It’s good to know there are some Brits happy with the NHS only option, but the fiasco they put my daughter through to treat and follow-up on a simple throat infection a few years back convinced her to never be without the private option again.
		
		
	 
I had problems with throat, sinus and chest infections for ten years of my life from the age of 9 to the age of 19, so I can sympathise.  Every other time I went into the clinic the doctor referred me to hospital for blood tests, chest x-rays, some horrific thing where they wash your sinuses out with saltwater that was absolutely atrocious, and failing to find any underlying cause for my shitty respiratory tract the treatment each time was antibiotics.  Which cleared it up every time.  Apart from the one time it was mono, which they caught on the spot and treated.
Eight years later and here I am hale and hearty.  Turned out my constant respiratory tract problems were due to my mum's insistence upon smoking in the house, evinced by the fact they stopped when I moved out.  I have no idea why your daughter went through such a polava to get treated for a chest infection, the only reason that springs to mind is that she's a non-EU foreign citizen although I really don't know how the system works for foreign citizens, or even those here with tourist/ student visas and whatnot.  Frankly I'm not happy about foreigners being able to come here and leech the fuck off my tax money, especially when the arrangement is not reciprocal, but hey.  Of course she might be an NHS Card-carrying British citizen in which case it's an unfortunate incident, but not one I've had experience of.  And, according to the so-called "postcode lottery", the place I grew up, Knowsley, is supposedly covered by one of the worst Local Health Authorities in the UK.
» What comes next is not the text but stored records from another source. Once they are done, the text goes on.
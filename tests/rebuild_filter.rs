mod common;

use std::collections::BTreeSet;
use std::path::Path;
use std::sync::Arc;

use bob::dag::{build_dependency_graph, filter_rebuild_set, select_tasks};
use bob::engine::BuildOptions;
use bob::errors::BobError;
use bob::fs::mock::MockFileSystem;
use bob_test_utils::builders::{mock_project, ProjectConfigBuilder};
use bob_test_utils::fake_executor::FakeTaskExecutor;
use common::{acyclic_decls, decls, hello_world_decls, init_tracing, with_timeout, TestResult};
use proptest::prelude::*;

fn set(names: &[&str]) -> BTreeSet<String> {
    names.iter().map(|s| s.to_string()).collect()
}

fn task_set<'a>(tasks: impl Iterator<Item = &'a str>) -> BTreeSet<String> {
    tasks.map(str::to_string).collect()
}

#[test]
fn stale_task_propagates_to_dependents_only() -> TestResult {
    init_tracing();
    let graph = build_dependency_graph(Some(&hello_world_decls()))?;

    let rebuild = filter_rebuild_set(&graph, &|t: &str| t == "hello_world_4")?;

    assert_eq!(
        task_set(rebuild.tasks()),
        set(&["hello_world_2", "hello_world_3", "hello_world_4"])
    );
    // Sub-graph edges are preserved among the kept tasks.
    assert_eq!(rebuild.dependencies_of("hello_world_3"), ["hello_world_4".to_string()]);
    assert_eq!(rebuild.dependencies_of("hello_world_2"), ["hello_world_3".to_string()]);
    Ok(())
}

#[test]
fn chain_rebuilds_everything_downstream() -> TestResult {
    let graph = build_dependency_graph(Some(&decls(&[
        ("A", &[]),
        ("B", &["A"]),
        ("C", &["B"]),
    ])))?;

    let rebuild = filter_rebuild_set(&graph, &|t: &str| t == "A")?;
    assert_eq!(task_set(rebuild.tasks()), set(&["A", "B", "C"]));

    let rebuild = filter_rebuild_set(&graph, &|t: &str| t == "C")?;
    assert_eq!(task_set(rebuild.tasks()), set(&["C"]));
    Ok(())
}

#[test]
fn independent_chains_do_not_affect_each_other() -> TestResult {
    let graph = build_dependency_graph(Some(&decls(&[
        ("A", &[]),
        ("B", &["A"]),
        ("F", &[]),
        ("G", &["F"]),
    ])))?;

    let rebuild = filter_rebuild_set(&graph, &|t: &str| t == "F")?;
    assert_eq!(task_set(rebuild.tasks()), set(&["F", "G"]));
    Ok(())
}

#[test]
fn nothing_stale_means_nothing_to_rebuild() -> TestResult {
    let graph = build_dependency_graph(Some(&hello_world_decls()))?;
    let rebuild = filter_rebuild_set(&graph, &|_: &str| false)?;
    assert!(rebuild.is_empty());

    let rebuild = filter_rebuild_set(&graph, &|_: &str| true)?;
    assert_eq!(rebuild.len(), graph.len());
    Ok(())
}

#[test]
fn unchanged_task_without_dependencies_is_never_rebuilt() -> TestResult {
    let graph = build_dependency_graph(Some(&hello_world_decls()))?;
    let rebuild = filter_rebuild_set(&graph, &|t: &str| t == "hello_world_4")?;
    assert!(!rebuild.contains("hello_world_5"));
    assert!(!rebuild.contains("hello_world_6"));
    Ok(())
}

#[test]
fn select_matches_full_names_and_pulls_in_dependencies() -> TestResult {
    let graph = build_dependency_graph(Some(&hello_world_decls()))?;

    let selected = select_tasks(&graph, &["hello_world_3".to_string()])?;
    assert_eq!(
        task_set(selected.tasks()),
        set(&["hello_world_3", "hello_world_4", "hello_world_5"])
    );

    let selected = select_tasks(&graph, &["hello_world_[46]".to_string()])?;
    assert_eq!(
        task_set(selected.tasks()),
        set(&["hello_world_4", "hello_world_6"])
    );

    let all = select_tasks(&graph, &[])?;
    assert_eq!(all.len(), graph.len());
    Ok(())
}

#[test]
fn select_rejects_partial_and_invalid_patterns() -> TestResult {
    let graph = build_dependency_graph(Some(&hello_world_decls()))?;

    let err = select_tasks(&graph, &["hello".to_string()]).unwrap_err();
    assert!(matches!(err, BobError::ConfigError(_)), "got {err:?}");

    let err = select_tasks(&graph, &["hello_world_(".to_string()]).unwrap_err();
    assert!(matches!(err, BobError::ConfigError(_)), "got {err:?}");
    Ok(())
}

#[tokio::test]
async fn second_build_without_changes_rebuilds_nothing() -> TestResult {
    init_tracing();
    let fs = MockFileSystem::new();
    let root = Path::new("/proj");
    let cfg = ProjectConfigBuilder::new()
        .with_task("hello_world_2", &["hello_world_3", "hello_world_6"])
        .with_task("hello_world_3", &["hello_world_4", "hello_world_5"])
        .with_task("hello_world_4", &[])
        .with_task("hello_world_5", &[])
        .with_task("hello_world_6", &[])
        .with_jobs(2)
        .build();
    let project = mock_project(&fs, root, cfg);

    // No store yet: everything is stale.
    assert_eq!(project.plan(&[])?.rebuild.len(), 5);

    let fake = FakeTaskExecutor::new();
    let report = with_timeout(project.build(Arc::new(fake.clone()), &BuildOptions::default())).await?;
    assert!(report.success());
    assert_eq!(report.result.rebuilt_count(), 5);

    let plan = project.plan(&[])?;
    assert!(plan.rebuild.is_empty());
    assert_eq!(plan.skipped(), 5);

    let report = with_timeout(project.build(Arc::new(fake.clone()), &BuildOptions::default())).await?;
    assert!(report.success());
    assert_eq!(report.result.rebuilt_count(), 0);
    assert_eq!(report.skipped, 5);
    assert_eq!(fake.started().len(), 5);
    Ok(())
}

#[tokio::test]
async fn edited_definition_rebuilds_task_and_dependents() -> TestResult {
    let fs = MockFileSystem::new();
    let root = Path::new("/proj");
    let cfg = ProjectConfigBuilder::new()
        .with_task("hello_world_2", &["hello_world_3", "hello_world_6"])
        .with_task("hello_world_3", &["hello_world_4", "hello_world_5"])
        .with_task("hello_world_4", &[])
        .with_task("hello_world_5", &[])
        .with_task("hello_world_6", &[])
        .build();
    let project = mock_project(&fs, root, cfg);

    let fake = FakeTaskExecutor::new();
    with_timeout(project.build(Arc::new(fake), &BuildOptions::default())).await?;

    fs.add_file(
        "/proj/hello_world_4/task.toml",
        "task_name = \"hello_world_4\"\ntask_type = \"c_compile\"\nsources = [\"*.c\"]\n",
    );

    let plan = project.plan(&[])?;
    assert_eq!(
        task_set(plan.rebuild.tasks()),
        set(&["hello_world_2", "hello_world_3", "hello_world_4"])
    );

    // Selection narrows the plan to the selected task and its dependencies.
    let plan = project.plan(&["hello_world_3".to_string()])?;
    assert_eq!(
        task_set(plan.rebuild.tasks()),
        set(&["hello_world_3", "hello_world_4"])
    );
    assert_eq!(plan.skipped(), 1);
    Ok(())
}

#[tokio::test]
async fn dirty_entry_forces_rebuild_even_with_matching_hash() -> TestResult {
    let fs = MockFileSystem::new();
    let root = Path::new("/proj");
    let cfg = ProjectConfigBuilder::new()
        .with_task("A", &[])
        .with_task("B", &["A"])
        .build();
    let project = mock_project(&fs, root, cfg);

    with_timeout(project.build(Arc::new(FakeTaskExecutor::new()), &BuildOptions::default()))
        .await?;
    project.checksum_store().mark_dirty("A")?;

    let plan = project.plan(&[])?;
    assert_eq!(task_set(plan.rebuild.tasks()), set(&["A", "B"]));
    Ok(())
}

proptest! {
    #[test]
    fn rebuild_set_is_upward_closure_of_stale_tasks(
        input in acyclic_decls(10),
        stale_mask in proptest::collection::vec(any::<bool>(), 10),
    ) {
        let graph = build_dependency_graph(Some(&input)).unwrap();
        let stale: BTreeSet<String> = graph
            .tasks()
            .enumerate()
            .filter(|(i, _)| stale_mask[*i])
            .map(|(_, t)| t.to_string())
            .collect();

        let rebuild = filter_rebuild_set(&graph, &|t: &str| stale.contains(t)).unwrap();

        // A task is rebuilt iff it, or anything it depends on, is stale.
        for task in graph.tasks() {
            let upstream = graph.with_transitive_dependencies([task]);
            let expected = !upstream.is_disjoint(&stale);
            prop_assert_eq!(rebuild.contains(task), expected, "task {}", task);
        }

        // Edges between rebuilt tasks survive.
        for (dep, dependent) in graph.edges() {
            if rebuild.contains(&dep) && rebuild.contains(&dependent) {
                prop_assert!(rebuild.dependencies_of(&dependent).contains(&dep));
            }
        }
    }
}
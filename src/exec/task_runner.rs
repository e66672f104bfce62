// src/exec/task_runner.rs

//! Subprocess runner writing timestamped output to a task log.

use std::process::Stdio;

use anyhow::{Context, Result};
use chrono::{Local, NaiveDateTime};
use tokio::fs::File;
use tokio::io::{AsyncBufReadExt, AsyncWriteExt, BufReader};
use tokio::process::Command;
use tracing::{debug, info};

use crate::exec::command::CommandLine;
use crate::task::Task;

const TIMESTAMP_FORMAT: &str = "%Y-%m-%d %H:%M:%S";

/// `YYYY-MM-DD HH:MM:SS` for a wall-clock time.
pub fn format_timestamp(at: &NaiveDateTime) -> String {
    at.format(TIMESTAMP_FORMAT).to_string()
}

fn now_timestamp() -> String {
    format_timestamp(&Local::now().naive_local())
}

/// Append one `[timestamp] line` entry to `log`.
pub async fn write_log_line(log: &mut File, line: &str) -> Result<()> {
    let entry = format!("[{}] {}\n", now_timestamp(), line);
    log.write_all(entry.as_bytes())
        .await
        .context("writing task log")?;
    Ok(())
}

/// Run `cmd` for `task` with exactly the task's environment, copying its
/// stdout and stderr line by line into `log`.
///
/// Returns the exit code (`-1` if the process was terminated by a signal).
/// The child is killed if this future is dropped before it exits.
pub async fn run_command(task: &Task, cmd: &CommandLine, log: &mut File) -> Result<i32> {
    info!(task = %task.name, cmd = %cmd, "starting task process");
    write_log_line(log, &format!("$ {cmd}")).await?;

    let mut command = Command::new(&cmd.program);
    command
        .args(&cmd.args)
        .env_clear()
        .envs(task.env.iter())
        .stdin(Stdio::null())
        .stdout(Stdio::piped())
        .stderr(Stdio::piped())
        .kill_on_drop(true);

    let mut child = command
        .spawn()
        .with_context(|| format!("spawning '{}' for task '{}'", cmd.program.display(), task.name))?;

    let stdout = child
        .stdout
        .take()
        .context("child stdout was not captured")?;
    let stderr = child
        .stderr
        .take()
        .context("child stderr was not captured")?;
    let mut stdout_lines = BufReader::new(stdout).lines();
    let mut stderr_lines = BufReader::new(stderr).lines();
    let mut stdout_open = true;
    let mut stderr_open = true;

    while stdout_open || stderr_open {
        tokio::select! {
            line = stdout_lines.next_line(), if stdout_open => {
                match line.context("reading child stdout")? {
                    Some(line) => write_log_line(log, &line).await?,
                    None => stdout_open = false,
                }
            }
            line = stderr_lines.next_line(), if stderr_open => {
                match line.context("reading child stderr")? {
                    Some(line) => write_log_line(log, &line).await?,
                    None => stderr_open = false,
                }
            }
        }
    }

    let status = child
        .wait()
        .await
        .with_context(|| format!("waiting for process of task '{}'", task.name))?;
    log.flush().await.context("flushing task log")?;

    let code = status.code().unwrap_or(-1);
    debug!(
        task = %task.name,
        exit_code = code,
        success = status.success(),
        "task process exited"
    );
    Ok(if status.success() { 0 } else { code })
}
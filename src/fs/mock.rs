// src/fs/mock.rs

use super::FileSystem;
use anyhow::{anyhow, Result};
use std::collections::HashMap;
use std::io::{Cursor, Read};
use std::path::{Path, PathBuf};
use std::sync::{Arc, Mutex, MutexGuard};

#[derive(Debug, Clone)]
pub enum MockEntry {
    File(Vec<u8>),
    Dir(Vec<String>), // List of child names
    /// A file that exists but fails every read.
    Unreadable,
}

/// In-memory filesystem. Clones share the same tree.
#[derive(Debug, Clone, Default)]
pub struct MockFileSystem {
    files: Arc<Mutex<HashMap<PathBuf, MockEntry>>>,
}

fn parent_or_dot(path: &Path) -> Option<&Path> {
    path.parent().map(|p| if p.as_os_str().is_empty() { Path::new(".") } else { p })
}

fn child_name(path: &Path) -> Option<String> {
    path.file_name().and_then(|n| n.to_str()).map(str::to_string)
}

impl MockFileSystem {
    pub fn new() -> Self {
        let mut files = HashMap::new();
        files.insert(PathBuf::from("."), MockEntry::Dir(Vec::new()));
        files.insert(PathBuf::from("/"), MockEntry::Dir(Vec::new()));

        Self {
            files: Arc::new(Mutex::new(files)),
        }
    }

    fn entries(&self) -> MutexGuard<'_, HashMap<PathBuf, MockEntry>> {
        self.files.lock().unwrap_or_else(|poisoned| poisoned.into_inner())
    }

    pub fn add_file(&self, path: impl AsRef<Path>, content: impl Into<Vec<u8>>) {
        let path = path.as_ref().to_path_buf();
        let mut files = self.entries();
        files.insert(path.clone(), MockEntry::File(content.into()));
        Self::link_to_parent(&mut files, &path);
    }

    pub fn add_dir(&self, path: impl AsRef<Path>) {
        let mut files = self.entries();
        Self::ensure_dir_entry(&mut files, path.as_ref());
    }

    /// Add a file that exists but cannot be opened.
    pub fn add_unreadable_file(&self, path: impl AsRef<Path>) {
        let path = path.as_ref().to_path_buf();
        let mut files = self.entries();
        files.insert(path.clone(), MockEntry::Unreadable);
        Self::link_to_parent(&mut files, &path);
    }

    /// Delete a single file, if present.
    pub fn remove_file(&self, path: impl AsRef<Path>) {
        let path = path.as_ref();
        let mut files = self.entries();
        if matches!(files.get(path), Some(MockEntry::File(_) | MockEntry::Unreadable)) {
            files.remove(path);
            Self::unlink_from_parent(&mut files, path);
        }
    }

    /// Raw bytes of a file, if present.
    pub fn contents(&self, path: impl AsRef<Path>) -> Option<Vec<u8>> {
        match self.entries().get(path.as_ref()) {
            Some(MockEntry::File(content)) => Some(content.clone()),
            _ => None,
        }
    }

    fn link_to_parent(files: &mut HashMap<PathBuf, MockEntry>, path: &Path) {
        let Some(parent) = parent_or_dot(path) else {
            return;
        };
        if parent == path {
            return;
        }
        Self::ensure_dir_entry(files, parent);
        if let (Some(MockEntry::Dir(children)), Some(name)) = (files.get_mut(parent), child_name(path)) {
            if !children.contains(&name) {
                children.push(name);
            }
        }
    }

    fn unlink_from_parent(files: &mut HashMap<PathBuf, MockEntry>, path: &Path) {
        if let (Some(parent), Some(name)) = (parent_or_dot(path), child_name(path)) {
            if let Some(MockEntry::Dir(children)) = files.get_mut(parent) {
                children.retain(|c| c != &name);
            }
        }
    }

    fn ensure_dir_entry(files: &mut HashMap<PathBuf, MockEntry>, path: &Path) {
        if files.contains_key(path) {
            return;
        }
        files.insert(path.to_path_buf(), MockEntry::Dir(Vec::new()));
        Self::link_to_parent(files, path);
    }
}

impl FileSystem for MockFileSystem {
    fn read_to_string(&self, path: &Path) -> Result<String> {
        let files = self.entries();
        match files.get(path) {
            Some(MockEntry::File(content)) => {
                String::from_utf8(content.clone()).map_err(|e| anyhow!("Invalid UTF-8: {}", e))
            }
            Some(MockEntry::Dir(_)) => Err(anyhow!("Is a directory: {:?}", path)),
            Some(MockEntry::Unreadable) => Err(anyhow!("Permission denied: {:?}", path)),
            None => Err(anyhow!("File not found: {:?}", path)),
        }
    }

    fn open_read(&self, path: &Path) -> Result<Box<dyn Read + Send>> {
        let files = self.entries();
        match files.get(path) {
            Some(MockEntry::File(content)) => Ok(Box::new(Cursor::new(content.clone()))),
            Some(MockEntry::Dir(_)) => Err(anyhow!("Is a directory: {:?}", path)),
            Some(MockEntry::Unreadable) => Err(anyhow!("Permission denied: {:?}", path)),
            None => Err(anyhow!("File not found: {:?}", path)),
        }
    }

    fn write(&self, path: &Path, contents: &[u8]) -> Result<()> {
        if self.is_dir(path) {
            return Err(anyhow!("Is a directory: {:?}", path));
        }
        self.add_file(path, contents);
        Ok(())
    }

    fn rename(&self, from: &Path, to: &Path) -> Result<()> {
        let mut files = self.entries();
        let entry = match files.remove(from) {
            Some(entry @ (MockEntry::File(_) | MockEntry::Unreadable)) => entry,
            Some(dir) => {
                files.insert(from.to_path_buf(), dir);
                return Err(anyhow!("Cannot rename a directory in mock: {:?}", from));
            }
            None => return Err(anyhow!("File not found: {:?}", from)),
        };
        Self::unlink_from_parent(&mut files, from);
        files.insert(to.to_path_buf(), entry);
        Self::link_to_parent(&mut files, to);
        Ok(())
    }

    fn create_dir_all(&self, path: &Path) -> Result<()> {
        self.add_dir(path);
        Ok(())
    }

    fn remove_dir_all(&self, path: &Path) -> Result<()> {
        let mut files = self.entries();
        match files.get(path) {
            Some(MockEntry::Dir(_)) => {}
            Some(MockEntry::File(_) | MockEntry::Unreadable) => {
                return Err(anyhow!("Not a directory: {:?}", path));
            }
            None => return Err(anyhow!("Directory not found: {:?}", path)),
        }
        files.retain(|p, _| !p.starts_with(path));
        Self::unlink_from_parent(&mut files, path);
        Ok(())
    }

    fn exists(&self, path: &Path) -> bool {
        self.entries().contains_key(path)
    }

    fn is_file(&self, path: &Path) -> bool {
        matches!(self.entries().get(path), Some(MockEntry::File(_) | MockEntry::Unreadable))
    }

    fn is_dir(&self, path: &Path) -> bool {
        matches!(self.entries().get(path), Some(MockEntry::Dir(_)))
    }

    fn read_dir(&self, path: &Path) -> Result<Vec<PathBuf>> {
        let files = self.entries();
        match files.get(path) {
            Some(MockEntry::Dir(children)) => {
                let mut entries: Vec<PathBuf> = children.iter().map(|name| path.join(name)).collect();
                entries.sort();
                Ok(entries)
            }
            _ => Err(anyhow!("Not a directory or not found: {:?}", path)),
        }
    }
}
I do know, however, that the Foreign Office strongly cautions against travelling to the United States without insurance, because having the temerity to fall ill in the land of the free could end up bankrupting you.
	
	
		
		
			So for many it’s not an option at all.  And don’t forget, any individual can walk into any emergency room here for initial treatment with no true obligation of repayment thus adding to our overall costs.
		
		
	 
Yes, the initial treatment is all well and good, but what happens when you walk your insurance-less hide into an A&E after having done yourself an injury that might require follow-up treatment, such as physiotherapy, psychotherapy or just more drugs?
	
	
		
		
			But the truth is it’s difficult to compare costs because most Yanks get insurance through their employer and have no idea what the actual premium is, particularly since the size of the company makes an enormous difference in that cost.
		
		
	 
And that doesn't strike you as a system open to abuse?  Name your price, Mr Insurer; if the companies want to keep their employees happy they'll pay whatever the frig you tell them to.  What else are they going to do, get their healthcare for free like they do on Pinko Island?
	
	
		
		
			I interpreted Big Jim’s comparison statement to the cost of a self-employed individual who has no leverage in premium bids across the relatively small pool of competing companies within a respective state.  Opening the competition nationally would level the playing field somewhat.
		
		
	 
If it's the case that insurance companies operate in this way then changing it would help the US private healthcare market immensely, and I'd be very surprised if that isn't part of Obama's healthcare reforms.  Seems like the sort of thing he'd do, being a centre-right man as he is.
	
	
		
		
			The problem isn’t a lack of viable solutions to the cost issue here; the problem is that the solutions rub those holding the keys the wrong way combined with a spineless set of politicians unwilling to confront them.
		
		
	 
That's the problem with every private market though.  Take the commodity out of the hands of profiteers and it goes away.  In Britain, private health insurance companies like BUPA HAVE to price their policies competetively, because if they charge too much people will ignore the shit out of them and get their healthcare free.  Sure, it might seem "wrong" to market capitalists to have private corporations forced to compete against a leviathan funded by guaranteed money from the public purse, but at the end of the day the "target market" they're fighting over are sick people.